**WHAT YOU SHOULD DO**
Copy all of the data below without altering a single line.

**Collected data entries**
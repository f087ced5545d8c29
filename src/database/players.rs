use anyhow::{Context, Result};
use rusqlite::{params, Connection, OptionalExtension};

use super::models::{GameSystem, GameSystemId, Player, PlayerId};

pub fn insert_player(conn: &Connection, name: &str) -> Result<Player> {
    let sql = "INSERT INTO players (name) VALUES (?1) RETURNING id, name, created_at";

    conn.query_row(sql, params![name], parse_player_row)
        .context("Failed to insert new player")
}

fn parse_player_row(row: &rusqlite::Row) -> rusqlite::Result<Player> {
    Ok(Player {
        id: row.get(0)?,
        name: row.get(1)?,
        created_at: row.get(2)?,
    })
}

pub fn find_by_id(conn: &Connection, id: PlayerId) -> rusqlite::Result<Option<Player>> {
    let sql = "SELECT id, name, created_at FROM players WHERE id = ?1";

    conn.query_row(sql, params![id], parse_player_row).optional()
}

pub fn list_all(conn: &Connection) -> rusqlite::Result<Vec<Player>> {
    let sql = "SELECT id, name, created_at FROM players ORDER BY id";

    let mut stmt = conn.prepare(sql)?;
    let rows = stmt
        .query_map([], parse_player_row)?
        .collect::<rusqlite::Result<Vec<_>>>()?;

    Ok(rows)
}

pub fn upsert_game_system(conn: &Connection, name: &str) -> Result<GameSystem> {
    if let Some(existing) = find_system_by_name(conn, name)? {
        return Ok(existing);
    }

    let sql = "INSERT INTO game_systems (name) VALUES (?1) RETURNING id, name";
    conn.query_row(sql, params![name], parse_system_row)
        .context("Failed to insert game system")
}

fn find_system_by_name(conn: &Connection, name: &str) -> Result<Option<GameSystem>> {
    let sql = "SELECT id, name FROM game_systems WHERE name = ?1";

    conn.query_row(sql, params![name], parse_system_row)
        .optional()
        .context("Failed to query game system by name")
}

fn parse_system_row(row: &rusqlite::Row) -> rusqlite::Result<GameSystem> {
    Ok(GameSystem {
        id: row.get(0)?,
        name: row.get(1)?,
    })
}

pub fn find_system_by_id(conn: &Connection, id: GameSystemId) -> rusqlite::Result<Option<GameSystem>> {
    let sql = "SELECT id, name FROM game_systems WHERE id = ?1";

    conn.query_row(sql, params![id], parse_system_row).optional()
}

pub fn list_systems(conn: &Connection) -> rusqlite::Result<Vec<GameSystem>> {
    let mut stmt = conn.prepare("SELECT id, name FROM game_systems ORDER BY name")?;
    let rows = stmt
        .query_map([], parse_system_row)?
        .collect::<rusqlite::Result<Vec<_>>>()?;

    Ok(rows)
}
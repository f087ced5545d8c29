//! Closed registry of pairing and tie-break strategies, keyed by the strings
//! stored on a tournament. Unknown keys are rejected when a tournament is
//! configured, so lookups at pairing or standings time cannot fail.

use std::collections::HashMap;

use serde::Serialize;

use super::pairing::{self, PairingInput, RoundPairing};
use crate::database::models::{text_column, PlayerId};
use crate::errors::{EngineError, EngineResult};

#[derive(Debug, Clone, Copy, PartialEq, Eq, Serialize)]
#[serde(rename_all = "snake_case")]
pub enum PairingStrategy {
    /// Swiss: group by points, shuffle within groups, float leftovers down.
    PointsGroups,
}

impl PairingStrategy {
    pub const ALL: [PairingStrategy; 1] = [PairingStrategy::PointsGroups];

    pub fn as_str(&self) -> &'static str {
        match self {
            PairingStrategy::PointsGroups => "points_groups",
        }
    }

    pub fn label(&self) -> &'static str {
        match self {
            PairingStrategy::PointsGroups => "By points (random within groups)",
        }
    }

    pub fn parse(key: &str) -> Option<Self> {
        Self::ALL.into_iter().find(|s| s.as_str() == key)
    }

    pub fn from_key(key: &str) -> EngineResult<Self> {
        Self::parse(key)
            .ok_or_else(|| EngineError::configuration(format!("unknown pairing strategy '{}'", key)))
    }

    pub fn pair(&self, input: &PairingInput, seed: u64) -> RoundPairing {
        match self {
            PairingStrategy::PointsGroups => pairing::pair_by_points(input, seed),
        }
    }
}

text_column!(PairingStrategy);

/// Per-player totals the tie-break strategies read from.
#[derive(Debug, Clone, Default)]
pub struct TiebreakAggregates {
    pub score_sum: HashMap<PlayerId, f64>,
    pub secondary_score_sum: HashMap<PlayerId, f64>,
}

#[derive(Debug, Clone, Copy, PartialEq, Eq, Serialize)]
#[serde(rename_all = "snake_case")]
pub enum TiebreakStrategy {
    #[serde(rename = "none")]
    Disabled,
    ScoreSum,
    SecondaryScoreSum,
}

impl TiebreakStrategy {
    pub const ALL: [TiebreakStrategy; 3] = [
        TiebreakStrategy::Disabled,
        TiebreakStrategy::ScoreSum,
        TiebreakStrategy::SecondaryScoreSum,
    ];

    pub fn as_str(&self) -> &'static str {
        match self {
            TiebreakStrategy::Disabled => "none",
            TiebreakStrategy::ScoreSum => "score_sum",
            TiebreakStrategy::SecondaryScoreSum => "secondary_score_sum",
        }
    }

    pub fn label(&self) -> &'static str {
        match self {
            TiebreakStrategy::Disabled => "None",
            TiebreakStrategy::ScoreSum => "Score sum",
            TiebreakStrategy::SecondaryScoreSum => "Secondary score sum",
        }
    }

    pub fn parse(key: &str) -> Option<Self> {
        Self::ALL.into_iter().find(|s| s.as_str() == key)
    }

    pub fn from_key(key: &str) -> EngineResult<Self> {
        Self::parse(key)
            .ok_or_else(|| EngineError::configuration(format!("unknown tie-break strategy '{}'", key)))
    }

    pub fn value(&self, player_id: PlayerId, aggregates: &TiebreakAggregates) -> f64 {
        let lookup = |map: &HashMap<PlayerId, f64>| map.get(&player_id).copied().unwrap_or(0.0);
        match self {
            TiebreakStrategy::Disabled => 0.0,
            TiebreakStrategy::ScoreSum => lookup(&aggregates.score_sum),
            TiebreakStrategy::SecondaryScoreSum => lookup(&aggregates.secondary_score_sum),
        }
    }
}

text_column!(TiebreakStrategy);
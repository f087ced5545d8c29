pub mod connection;
pub mod matches;
pub mod models;
pub mod players;
pub mod ratings;
pub mod registrations;
pub mod results;
pub mod rounds;
pub mod setup;
pub mod tournaments;

pub use connection::{create_memory_pool, create_pool, get_connection, DbConn, DbPool};
pub use models::*;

**RESPONSE TO THE EXERCISE**
repository f087ced5545d8c29
filename src/database/players.rs
use anyhow::{Context, Result};
use rusqlite::{params, Connection, OptionalExtension};

use super::models::{GameSystem, GameSystemId, Player, PlayerId};

pub fn insert_player(conn: &Connection, name: &str) -> Result<Player> {
    let sql = "INSERT INTO players (name) VALUES (?1) RETURNING id, name, created_at";

    conn.query_row(sql, params![name], parse_player_row)
        .context("Failed to insert new player")
}

fn parse_player_row(row: &rusqlite::Row) -> rusqlite::Result<Player> {
    Ok(Player {
        id: row.get(0)?,
        name: row.get(1)?,
        created_at: row.get(2)?,
    })
}

pub fn find_by_id(conn: &Connection, id: PlayerId) -> rusqlite::Result<Option<Player>> {
    let sql = "SELECT id, name, created_at FROM players WHERE id = ?1";

    conn.query_row(sql, params![id], parse_player_row).optional()
}

pub fn list_all(conn: &Connection) -> rusqlite::Result<Vec<Player>> {
    let sql = "SELECT id, name, created_at FROM players ORDER BY id";

    let mut stmt = conn.prepare(sql)?;
    let rows = stmt
        .query_map([], parse_player_row)?
        .collect::<rusqlite::Result<Vec<_>>>()?;

    Ok(rows)
}

pub fn upsert_game_system(conn: &Connection, name: &str) -> Result<GameSystem> {
    if let Some(existing) = find_system_by_name(conn, name)? {
        return Ok(existing);
    }

    let sql = "INSERT INTO game_systems (name) VALUES (?1) RETURNING id, name";
    conn.query_row(sql, params![name], parse_system_row)
        .context("Failed to insert game system")
}

fn find_system_by_name(conn: &Connection, name: &str) -> Result<Option<GameSystem>> {
    let sql = "SELECT id, name FROM game_systems WHERE name = ?1";

    conn.query_row(sql, params![name], parse_system_row)
        .optional()
        .context("Failed to query game system by name")
}

fn parse_system_row(row: &rusqlite::Row) -> rusqlite::Result<GameSystem> {
    Ok(GameSystem {
        id: row.get(0)?,
        name: row.get(1)?,
    })
}

pub fn find_system_by_id(conn: &Connection, id: GameSystemId) -> rusqlite::Result<Option<GameSystem>> {
    let sql = "SELECT id, name FROM game_systems WHERE id = ?1";

    conn.query_row(sql, params![id], parse_system_row).optional()
}

pub fn list_systems(conn: &Connection) -> rusqlite::Result<Vec<GameSystem>> {
    let mut stmt = conn.prepare("SELECT id, name FROM game_systems ORDER BY name")?;
    let rows = stmt
        .query_map([], parse_system_row)?
        .collect::<rusqlite::Result<Vec<_>>>()?;

    Ok(rows)
}
repository f087ced5545d8c29
//! Closed registry of pairing and tie-break strategies, keyed by the strings
//! stored on a tournament. Unknown keys are rejected when a tournament is
//! configured, so lookups at pairing or standings time cannot fail.

use std::collections::HashMap;

use serde::Serialize;

use super::pairing::{self, PairingInput, RoundPairing};
use crate::database::models::{text_column, PlayerId};
use crate::errors::{EngineError, EngineResult};

#[derive(Debug, Clone, Copy, PartialEq, Eq, Serialize)]
#[serde(rename_all = "snake_case")]
pub enum PairingStrategy {
    /// Swiss: group by points, shuffle within groups, float leftovers down.
    PointsGroups,
}

impl PairingStrategy {
    pub const ALL: [PairingStrategy; 1] = [PairingStrategy::PointsGroups];

    pub fn as_str(&self) -> &'static str {
        match self {
            PairingStrategy::PointsGroups => "points_groups",
        }
    }

    pub fn label(&self) -> &'static str {
        match self {
            PairingStrategy::PointsGroups => "By points (random within groups)",
        }
    }

    pub fn parse(key: &str) -> Option<Self> {
        Self::ALL.into_iter().find(|s| s.as_str() == key)
    }

    pub fn from_key(key: &str) -> EngineResult<Self> {
        Self::parse(key)
            .ok_or_else(|| EngineError::configuration(format!("unknown pairing strategy '{}'", key)))
    }

    pub fn pair(&self, input: &PairingInput, seed: u64) -> RoundPairing {
        match self {
            PairingStrategy::PointsGroups => pairing::pair_by_points(input, seed),
        }
    }
}

text_column!(PairingStrategy);

/// Per-player totals the tie-break strategies read from.
#[derive(Debug, Clone, Default)]
pub struct TiebreakAggregates {
    pub score_sum: HashMap<PlayerId, f64>,
    pub secondary_score_sum: HashMap<PlayerId, f64>,
}

#[derive(Debug, Clone, Copy, PartialEq, Eq, Serialize)]
#[serde(rename_all = "snake_case")]
pub enum TiebreakStrategy {
    #[serde(rename = "none")]
    Disabled,
    ScoreSum,
    SecondaryScoreSum,
}

impl TiebreakStrategy {
    pub const ALL: [TiebreakStrategy; 3] = [
        TiebreakStrategy::Disabled,
        TiebreakStrategy::ScoreSum,
        TiebreakStrategy::SecondaryScoreSum,
    ];

    pub fn as_str(&self) -> &'static str {
        match self {
            TiebreakStrategy::Disabled => "none",
            TiebreakStrategy::ScoreSum => "score_sum",
            TiebreakStrategy::SecondaryScoreSum => "secondary_score_sum",
        }
    }

    pub fn label(&self) -> &'static str {
        match self {
            TiebreakStrategy::Disabled => "None",
            TiebreakStrategy::ScoreSum => "Score sum",
            TiebreakStrategy::SecondaryScoreSum => "Secondary score sum",
        }
    }

    pub fn parse(key: &str) -> Option<Self> {
        Self::ALL.into_iter().find(|s| s.as_str() == key)
    }

    pub fn from_key(key: &str) -> EngineResult<Self> {
        Self::parse(key)
            .ok_or_else(|| EngineError::configuration(format!("unknown tie-break strategy '{}'", key)))
    }

    pub fn value(&self, player_id: PlayerId, aggregates: &TiebreakAggregates) -> f64 {
        let lookup = |map: &HashMap<PlayerId, f64>| map.get(&player_id).copied().unwrap_or(0.0);
        match self {
            TiebreakStrategy::Disabled => 0.0,
            TiebreakStrategy::ScoreSum => lookup(&aggregates.score_sum),
            TiebreakStrategy::SecondaryScoreSum => lookup(&aggregates.secondary_score_sum),
        }
    }
}

text_column!(TiebreakStrategy);
repository f087ced5545d8c29
pub mod connection;
pub mod matches;
pub mod models;
pub mod players;
pub mod ratings;
pub mod registrations;
pub mod results;
pub mod rounds;
pub mod setup;
pub mod tournaments;

pub use connection::{create_memory_pool, create_pool, get_connection, DbConn, DbPool};
pub use models::*;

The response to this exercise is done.